(Beginning of Dataset entries)

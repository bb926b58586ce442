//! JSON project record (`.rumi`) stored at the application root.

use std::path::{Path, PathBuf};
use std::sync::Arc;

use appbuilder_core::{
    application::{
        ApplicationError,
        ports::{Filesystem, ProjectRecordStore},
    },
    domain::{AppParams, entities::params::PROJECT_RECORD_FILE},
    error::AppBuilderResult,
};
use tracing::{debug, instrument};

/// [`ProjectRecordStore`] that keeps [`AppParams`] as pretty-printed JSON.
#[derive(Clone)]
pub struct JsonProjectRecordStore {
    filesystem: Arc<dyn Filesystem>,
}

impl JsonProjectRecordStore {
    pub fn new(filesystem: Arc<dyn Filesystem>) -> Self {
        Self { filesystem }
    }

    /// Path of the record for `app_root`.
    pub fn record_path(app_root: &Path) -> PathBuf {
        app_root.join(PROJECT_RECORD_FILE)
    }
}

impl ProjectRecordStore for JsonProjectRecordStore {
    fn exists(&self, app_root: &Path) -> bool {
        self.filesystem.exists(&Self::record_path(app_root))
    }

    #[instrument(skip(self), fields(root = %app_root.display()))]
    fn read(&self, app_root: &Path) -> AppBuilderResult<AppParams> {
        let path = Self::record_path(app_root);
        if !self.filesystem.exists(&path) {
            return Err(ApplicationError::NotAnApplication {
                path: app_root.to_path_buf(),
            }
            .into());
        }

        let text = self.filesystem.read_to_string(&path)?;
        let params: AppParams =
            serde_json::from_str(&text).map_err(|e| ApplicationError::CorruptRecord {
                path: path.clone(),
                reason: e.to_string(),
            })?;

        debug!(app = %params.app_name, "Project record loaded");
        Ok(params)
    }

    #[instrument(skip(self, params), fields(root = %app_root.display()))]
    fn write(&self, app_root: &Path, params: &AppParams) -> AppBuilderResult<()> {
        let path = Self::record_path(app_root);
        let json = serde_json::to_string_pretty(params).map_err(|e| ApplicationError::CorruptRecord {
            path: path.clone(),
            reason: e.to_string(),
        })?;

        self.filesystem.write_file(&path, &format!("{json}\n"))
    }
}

(End of Dataset entries)
(Beginning of Dataset entries)

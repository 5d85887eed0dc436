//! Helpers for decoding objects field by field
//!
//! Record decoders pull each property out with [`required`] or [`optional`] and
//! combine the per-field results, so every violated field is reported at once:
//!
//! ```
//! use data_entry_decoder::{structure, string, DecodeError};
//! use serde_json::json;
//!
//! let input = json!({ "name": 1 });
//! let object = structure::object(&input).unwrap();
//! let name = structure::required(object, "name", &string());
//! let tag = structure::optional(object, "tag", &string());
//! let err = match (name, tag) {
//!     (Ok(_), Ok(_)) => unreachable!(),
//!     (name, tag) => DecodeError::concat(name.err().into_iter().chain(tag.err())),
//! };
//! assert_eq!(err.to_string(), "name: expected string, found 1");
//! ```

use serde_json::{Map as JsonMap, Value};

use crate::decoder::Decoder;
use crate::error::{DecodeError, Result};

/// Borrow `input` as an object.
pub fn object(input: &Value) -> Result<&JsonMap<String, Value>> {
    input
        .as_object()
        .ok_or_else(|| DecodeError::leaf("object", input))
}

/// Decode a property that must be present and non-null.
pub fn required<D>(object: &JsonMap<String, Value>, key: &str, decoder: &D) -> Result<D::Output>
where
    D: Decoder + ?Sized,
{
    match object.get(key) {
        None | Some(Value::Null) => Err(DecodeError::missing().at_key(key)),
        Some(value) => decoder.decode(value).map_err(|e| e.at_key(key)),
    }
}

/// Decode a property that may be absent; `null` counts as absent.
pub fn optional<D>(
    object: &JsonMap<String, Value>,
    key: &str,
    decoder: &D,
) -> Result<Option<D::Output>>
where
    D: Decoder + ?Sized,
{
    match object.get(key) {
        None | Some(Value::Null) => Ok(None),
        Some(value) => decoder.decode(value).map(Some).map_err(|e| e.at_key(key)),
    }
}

(End of Dataset entries)
(Beginning of Dataset entries)

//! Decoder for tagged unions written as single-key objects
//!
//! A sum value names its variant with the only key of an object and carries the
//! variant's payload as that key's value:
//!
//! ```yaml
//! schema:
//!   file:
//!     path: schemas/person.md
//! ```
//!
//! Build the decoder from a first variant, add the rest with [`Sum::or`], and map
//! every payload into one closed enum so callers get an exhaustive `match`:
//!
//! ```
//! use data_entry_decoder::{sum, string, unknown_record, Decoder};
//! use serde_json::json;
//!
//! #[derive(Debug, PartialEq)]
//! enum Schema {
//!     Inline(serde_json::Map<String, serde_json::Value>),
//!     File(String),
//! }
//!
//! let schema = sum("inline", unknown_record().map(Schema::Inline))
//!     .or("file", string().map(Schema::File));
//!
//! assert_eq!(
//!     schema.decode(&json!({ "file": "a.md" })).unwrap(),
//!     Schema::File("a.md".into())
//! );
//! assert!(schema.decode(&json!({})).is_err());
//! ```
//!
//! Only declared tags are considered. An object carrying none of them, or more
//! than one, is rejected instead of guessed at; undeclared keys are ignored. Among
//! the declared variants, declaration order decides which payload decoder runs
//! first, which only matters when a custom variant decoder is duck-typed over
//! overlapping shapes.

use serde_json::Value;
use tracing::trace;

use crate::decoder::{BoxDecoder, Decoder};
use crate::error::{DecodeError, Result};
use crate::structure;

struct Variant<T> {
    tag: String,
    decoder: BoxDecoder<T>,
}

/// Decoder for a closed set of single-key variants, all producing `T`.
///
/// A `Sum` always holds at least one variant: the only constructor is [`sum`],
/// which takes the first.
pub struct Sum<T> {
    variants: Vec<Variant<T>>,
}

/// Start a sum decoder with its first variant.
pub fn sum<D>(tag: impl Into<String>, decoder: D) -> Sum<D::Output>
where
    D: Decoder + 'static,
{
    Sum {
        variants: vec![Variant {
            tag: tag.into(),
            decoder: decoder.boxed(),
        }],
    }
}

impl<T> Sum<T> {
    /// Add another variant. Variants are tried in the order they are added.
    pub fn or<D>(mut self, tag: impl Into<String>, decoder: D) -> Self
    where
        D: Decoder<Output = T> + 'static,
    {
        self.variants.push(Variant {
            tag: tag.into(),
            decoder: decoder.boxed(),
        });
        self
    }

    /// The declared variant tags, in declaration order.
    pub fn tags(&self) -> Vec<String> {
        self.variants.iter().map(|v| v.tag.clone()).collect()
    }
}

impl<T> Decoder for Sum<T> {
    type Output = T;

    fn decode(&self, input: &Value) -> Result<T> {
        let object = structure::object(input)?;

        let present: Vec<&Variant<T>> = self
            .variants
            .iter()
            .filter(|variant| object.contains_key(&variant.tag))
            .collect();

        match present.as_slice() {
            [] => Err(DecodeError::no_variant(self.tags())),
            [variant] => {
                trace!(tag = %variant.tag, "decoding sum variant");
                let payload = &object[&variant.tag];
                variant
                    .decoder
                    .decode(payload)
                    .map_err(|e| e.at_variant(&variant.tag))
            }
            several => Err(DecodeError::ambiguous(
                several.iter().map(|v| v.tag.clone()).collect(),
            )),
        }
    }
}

(End of Dataset entries)

- [Problem statement]
For the string "exists", search the preceding data and copy every line that includes it.

- [Written response]
    fn exists(&self, app_root: &Path) -> bool {
        self.filesystem.exists(&Self::record_path(app_root))
        if !self.filesystem.exists(&path) {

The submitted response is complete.